(Saved entries)

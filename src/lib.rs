//! # Spendbook
//!
//! A record query and validation engine for personal expense tracking.
//!
//! ## Features
//!
//! - **Safe Pattern Compilation**: User-supplied search patterns compile into
//!   reusable matchers; a bad pattern is reported as data, never a panic
//! - **Multi-Field Matching**: One compiled pattern matches description,
//!   category, and the textual amount of a record consistently
//! - **Escaped Highlighting**: Matched spans are wrapped in `<mark>` markers
//!   with everything else HTML-escaped, so raw input never reaches the output
//! - **Rule-Based Validation**: A fixed table of per-field rules, each
//!   independently callable and testable
//! - **Duplicate-Word Detection**: Catches a word immediately repeated after
//!   whitespace anywhere in a description
//! - **In-Memory Store**: Thread-safe, insertion-order-preserving record
//!   store with automatic timestamps and validation on admission
//!
//! ## Quick Start
//!
//! ```rust,ignore
//! use spendbook::prelude::*;
//!
//! let store = InMemoryRecordStore::new();
//!
//! let record = store.insert(&RecordDraft {
//!     description: "Morning coffee".into(),
//!     amount: "3.5".into(),
//!     date: "2026-08-01".into(),
//!     category: "Food".into(),
//! })?;
//!
//! let outcome = store.search("coffee", false)?;
//! assert_eq!(outcome.results.len(), 1);
//!
//! // The compiled pattern is reusable for display-side highlighting
//! let marked = highlight(&record.description, outcome.compiled.as_ref());
//! assert_eq!(marked, "Morning <mark>coffee</mark>");
//! ```

pub mod config;
pub mod core;
pub mod storage;

/// Re-exports of commonly used types and functions
pub mod prelude {
    // === Core Types ===
    pub use crate::core::{
        error::{PatternError, SpendbookError, SpendbookResult},
        record::{Record, RecordDraft},
        search::{CompiledPattern, SearchOutcome, compile, highlight, record_matches, search},
        sort::{SortDirection, SortKey, sort_records},
        validation::{FieldRule, ValidationReport, rule_for, validate_draft, validate_field},
    };

    // === Storage ===
    pub use crate::storage::{InMemoryRecordStore, StoreError};

    // === Config ===
    pub use crate::config::{SearchDefaults, SortDefaults, TrackerConfig};

    // === External dependencies ===
    pub use anyhow::Result;
    pub use chrono::{DateTime, Utc};
    pub use serde::{Deserialize, Serialize};
    pub use uuid::Uuid;
}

Your objective → Every entry is to be restated word for word, with nothing dropped.

Solution to this exercise →
filename src/lib.rs
//! # Spendbook
//!
//! A record query and validation engine for personal expense tracking.
//!
//! ## Features
//!
//! - **Safe Pattern Compilation**: User-supplied search patterns compile into
//!   reusable matchers; a bad pattern is reported as data, never a panic
//! - **Multi-Field Matching**: One compiled pattern matches description,
//!   category, and the textual amount of a record consistently
//! - **Escaped Highlighting**: Matched spans are wrapped in `<mark>` markers
//!   with everything else HTML-escaped, so raw input never reaches the output
//! - **Rule-Based Validation**: A fixed table of per-field rules, each
//!   independently callable and testable
//! - **Duplicate-Word Detection**: Catches a word immediately repeated after
//!   whitespace anywhere in a description
//! - **In-Memory Store**: Thread-safe, insertion-order-preserving record
//!   store with automatic timestamps and validation on admission
//!
//! ## Quick Start
//!
//! ```rust,ignore
//! use spendbook::prelude::*;
//!
//! let store = InMemoryRecordStore::new();
//!
//! let record = store.insert(&RecordDraft {
//!     description: "Morning coffee".into(),
//!     amount: "3.5".into(),
//!     date: "2026-08-01".into(),
//!     category: "Food".into(),
//! })?;
//!
//! let outcome = store.search("coffee", false)?;
//! assert_eq!(outcome.results.len(), 1);
//!
//! // The compiled pattern is reusable for display-side highlighting
//! let marked = highlight(&record.description, outcome.compiled.as_ref());
//! assert_eq!(marked, "Morning <mark>coffee</mark>");
//! ```

pub mod config;
pub mod core;
pub mod storage;

/// Re-exports of commonly used types and functions
pub mod prelude {
    // === Core Types ===
    pub use crate::core::{
        error::{PatternError, SpendbookError, SpendbookResult},
        record::{Record, RecordDraft},
        search::{CompiledPattern, SearchOutcome, compile, highlight, record_matches, search},
        sort::{SortDirection, SortKey, sort_records},
        validation::{FieldRule, ValidationReport, rule_for, validate_draft, validate_field},
    };

    // === Storage ===
    pub use crate::storage::{InMemoryRecordStore, StoreError};

    // === Config ===
    pub use crate::config::{SearchDefaults, SortDefaults, TrackerConfig};

    // === External dependencies ===
    pub use anyhow::Result;
    pub use chrono::{DateTime, Utc};
    pub use serde::{Deserialize, Serialize};
    pub use uuid::Uuid;
}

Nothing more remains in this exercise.